- [Instructions for the task] Copy every line of the listing that holds the string "system".

- [Material for this task]
== Segment start ==

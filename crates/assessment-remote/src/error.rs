//! Error types for assessment-remote

use thiserror::Error;

use crate::schema::ObjectKind;

/// Errors that can occur when talking to the remote metadata system
#[derive(Error, Debug)]
pub enum RemoteError {
    /// Transport-level failure (connection refused, TLS, timeout set by the client)
    #[error("HTTP request failed: {0}")]
    Http(String),

    /// The remote system refused the object (validation, uniqueness, permissions)
    #[error("{kind} rejected by remote: {message}")]
    Rejected { kind: ObjectKind, message: String },

    /// Response body could not be decoded
    #[error("Deserialization failed: {0}")]
    Deserialization(String),

    /// Client configuration is missing required values
    #[error("Remote client not configured: {0}")]
    NotConfigured(String),
}

impl RemoteError {
    /// Whether the remote answered and refused, as opposed to never answering.
    pub fn is_rejection(&self) -> bool {
        matches!(self, RemoteError::Rejected { .. })
    }
}

impl From<reqwest::Error> for RemoteError {
    fn from(err: reqwest::Error) -> Self {
        if err.is_decode() {
            RemoteError::Deserialization(err.to_string())
        } else {
            RemoteError::Http(err.to_string())
        }
    }
}

impl From<serde_json::Error> for RemoteError {
    fn from(err: serde_json::Error) -> Self {
        RemoteError::Deserialization(err.to_string())
    }
}

#[cfg(test)]
mod tests {
    use super::*;

    #[test]
    fn test_rejected_error_displays_kind_and_message() {
        let err = RemoteError::Rejected {
            kind: ObjectKind::DataElement,
            message: "Property `code` must be unique".to_string(),
        };
        let msg = err.to_string();
        assert!(msg.contains("data element"));
        assert!(msg.contains("must be unique"));
        assert!(err.is_rejection());
    }

    #[test]
    fn test_http_error_is_not_rejection() {
        let err = RemoteError::Http("connection reset".to_string());
        assert!(!err.is_rejection());
        assert!(err.to_string().contains("connection reset"));
    }
}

== Segment end ==

- [Solution]
/// Errors that can occur when talking to the remote metadata system
    /// The remote system refused the object (validation, uniqueness, permissions)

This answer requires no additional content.